Quand le gouvernement français envisage de nommer un nouvel ambassadeur dans un pays donné la première démarche est celle de la demande d’agrément. En clair, l’ambassadeur partant, ou le chargé d’affaires s’il n’y a pas d’ambassadeur en place, propose au ministre des Affaires étrangères du pays auprès duquel il est accrédité le nom et le CV du diplomate proposé par Paris pour lui succéder. On attend l’accord des plus hautes autorités du pays étranger avant de proposer au conseil des ministres la nomination du nouvel ambassadeur. J’ai connu des cas où le pays étranger émettait des réserves sur le candidat désigné, on avait alors proposé un autre diplomate en mesure de mener un dialogue utile. Précisons qu’un dialogue ne veut pas dire l’approbation sans nuance de la politique menée dans le pays étranger.
Revenons à Boris Boillon. Il n’y avait pas encore de gouvernement à Tunis, le 26 janvier, puisque le remaniement réclamé par les Tunisiens n’était pas encore intervenu. A qui a-t-on demandé l’agrément pour Boris Boillon? De plus, personne n’est en mesure de dire qui sera le chef de l’Etat tunisien demain, intérimaire dans un premier temps, définitif après les élections tunisiennes. Et si ce nouveau chef de l’Etat tunisien n’apprécie pas d’avoir comme interlocuteur français un diplomate dont on sait qu’il a défendu l’intervention américaine en Irak! Passons sur son âge puisque sous M. Sarkozy l’expérience peut être acquise très tôt, surtout quand on a été un collaborateur du dit Nicolas Sarkozy au ministère de l’Intérieur ! Et si le nouveau chef de l’Etat tunisien refusait, demain, de recevoir les lettres de créance de M. Boillon?

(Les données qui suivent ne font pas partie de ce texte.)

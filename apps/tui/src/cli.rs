use clap::Parser;

#[derive(Debug, Parser)]
#[command(name = "taxi-dashboard", version, about = "Taxi Trip Analytics TUI")]
pub struct CliArgs {
    /// Print stats and exit
    #[arg(long)]
    pub headless: bool,

    /// Print headless stats as JSON
    #[arg(long)]
    pub json: bool,

    /// Enable debug logging
    #[arg(long)]
    pub debug: bool,

    /// Override the analytics API base URL
    #[arg(long, value_name = "URL")]
    pub api: Option<String>,

    /// Override the taxi zone GeoJSON path
    #[arg(long, value_name = "PATH")]
    pub zones: Option<String>,

    /// Number of top pickup/drop off zones to request
    #[arg(long, value_name = "N")]
    pub limit: Option<u32>,

    /// HTTP request timeout in seconds
    #[arg(long, value_name = "SECS")]
    pub timeout: Option<u64>,
}

impl CliArgs {
    pub fn apply_env_overrides(&self) {
        if let Some(api) = &self.api {
            std::env::set_var("TAXI_API_BASE", api);
        }
        if let Some(zones) = &self.zones {
            std::env::set_var("TAXI_ZONES_PATH", zones);
        }
        if let Some(limit) = self.limit {
            std::env::set_var("TAXI_TOP_LIMIT", limit.to_string());
        }
        if let Some(timeout) = self.timeout {
            std::env::set_var("TAXI_HTTP_TIMEOUT_SECS", timeout.to_string());
        }
        if self.debug {
            std::env::set_var("DEBUG", "1");
        }
    }
}

#[cfg(test)]
mod tests {
    use super::*;
    use clap::CommandFactory;

    #[test]
    fn parses_overrides() {
        let args = CliArgs::parse_from([
            "taxi-dashboard",
            "--headless",
            "--json",
            "--api",
            "http://analytics:8080",
            "--limit",
            "5",
        ]);

        assert!(args.headless);
        assert!(args.json);
        assert_eq!(args.api.as_deref(), Some("http://analytics:8080"));
        assert_eq!(args.limit, Some(5));
        assert_eq!(args.timeout, None);
    }

    #[test]
    fn help_mentions_every_flag() {
        let help = CliArgs::command().render_help().to_string();
        for flag in ["--headless", "--json", "--api", "--zones", "--limit", "--timeout"] {
            assert!(help.contains(flag), "missing {flag}");
        }
    }
}
use color_eyre::eyre::{eyre, Result};
use dotenv::dotenv;
use std::env;
use std::path::PathBuf;
use std::str::FromStr;
use std::time::Duration;
use taxi_dashboard_core::api::{DEFAULT_API_BASE, DEFAULT_TOP_LIMIT};

pub const DEFAULT_ZONES_PATH: &str = "backend/processed/taxi_zones.geojson";
pub const DEFAULT_TIMEOUT_SECS: u64 = 30;

#[derive(Debug, Clone, PartialEq, Eq)]
pub struct AppConfig {
    pub api_base: String,
    pub zones_path: PathBuf,
    pub top_limit: u32,
    pub timeout: Duration,
    pub debug: bool,
}

impl Default for AppConfig {
    fn default() -> Self {
        Self {
            api_base: DEFAULT_API_BASE.to_string(),
            zones_path: PathBuf::from(DEFAULT_ZONES_PATH),
            top_limit: DEFAULT_TOP_LIMIT,
            timeout: Duration::from_secs(DEFAULT_TIMEOUT_SECS),
            debug: false,
        }
    }
}

impl AppConfig {
    /// Builds the configuration from a variable lookup, falling back to the
    /// defaults for anything unset.
    pub fn from_lookup(lookup: impl Fn(&str) -> Option<String>) -> Result<Self> {
        let defaults = Self::default();

        Ok(Self {
            api_base: lookup("TAXI_API_BASE")
                .filter(|value| !value.trim().is_empty())
                .unwrap_or(defaults.api_base),
            zones_path: lookup("TAXI_ZONES_PATH").map_or(defaults.zones_path, PathBuf::from),
            top_limit: parse_var(&lookup, "TAXI_TOP_LIMIT")?.unwrap_or(defaults.top_limit),
            timeout: parse_var(&lookup, "TAXI_HTTP_TIMEOUT_SECS")?
                .map_or(defaults.timeout, Duration::from_secs),
            debug: lookup("DEBUG").is_some_and(|value| !value.is_empty() && value != "0"),
        })
    }
}

/// Loads `.env`, then reads the process environment.
pub fn init_app_config() -> Result<AppConfig> {
    dotenv().ok();
    AppConfig::from_lookup(|key| env::var(key).ok())
}

fn parse_var<T: FromStr>(
    lookup: &impl Fn(&str) -> Option<String>,
    key: &str,
) -> Result<Option<T>> {
    lookup(key)
        .map(|value| {
            value
                .trim()
                .parse()
                .map_err(|_| eyre!("Invalid value for {key}: {value}"))
        })
        .transpose()
}

#[cfg(test)]
mod tests {
    use super::*;
    use std::collections::HashMap;

    fn lookup(vars: &[(&str, &str)]) -> impl Fn(&str) -> Option<String> {
        let vars: HashMap<String, String> = vars
            .iter()
            .map(|(key, value)| ((*key).to_string(), (*value).to_string()))
            .collect();
        move |key| vars.get(key).cloned()
    }

    #[test]
    fn defaults_when_nothing_is_set() {
        let config = AppConfig::from_lookup(lookup(&[])).unwrap();
        assert_eq!(config, AppConfig::default());
        assert_eq!(config.api_base, "http://127.0.0.1:5000");
        assert_eq!(config.top_limit, 10);
    }

    #[test]
    fn environment_overrides_defaults() {
        let config = AppConfig::from_lookup(lookup(&[
            ("TAXI_API_BASE", "http://analytics:8080"),
            ("TAXI_ZONES_PATH", "/data/zones.geojson"),
            ("TAXI_TOP_LIMIT", "25"),
            ("TAXI_HTTP_TIMEOUT_SECS", "5"),
            ("DEBUG", "1"),
        ]))
        .unwrap();

        assert_eq!(config.api_base, "http://analytics:8080");
        assert_eq!(config.zones_path, PathBuf::from("/data/zones.geojson"));
        assert_eq!(config.top_limit, 25);
        assert_eq!(config.timeout, Duration::from_secs(5));
        assert!(config.debug);
    }

    #[test]
    fn malformed_numbers_are_rejected() {
        let error = AppConfig::from_lookup(lookup(&[("TAXI_TOP_LIMIT", "ten")])).unwrap_err();
        assert!(error.to_string().contains("TAXI_TOP_LIMIT"));
    }
}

La nomination précipitée à Tunis de ce diplomate venant de Bagdad où il n’était en poste que depuis 18 mois est encore une faute. Décidément nous les accumulons avec ce pays et, surtout, nous mettons en danger les relations entre la France et cette Tunisie nouvelle que l’on devine déjà au travers des soubresauts de la révolution du jasmin.
* Charles Crettien a été ambassadeur de France auprès des Emirats arabes unis, en Somalie, en Colombie et au Guatemala. Conseiller culturel et de coopération à Tunis de 1978 à 1981, il a publié des ‘‘Les Voies de la diplomatie. Affaires étranges…’’ (L’Harmattan, Paris, 2010).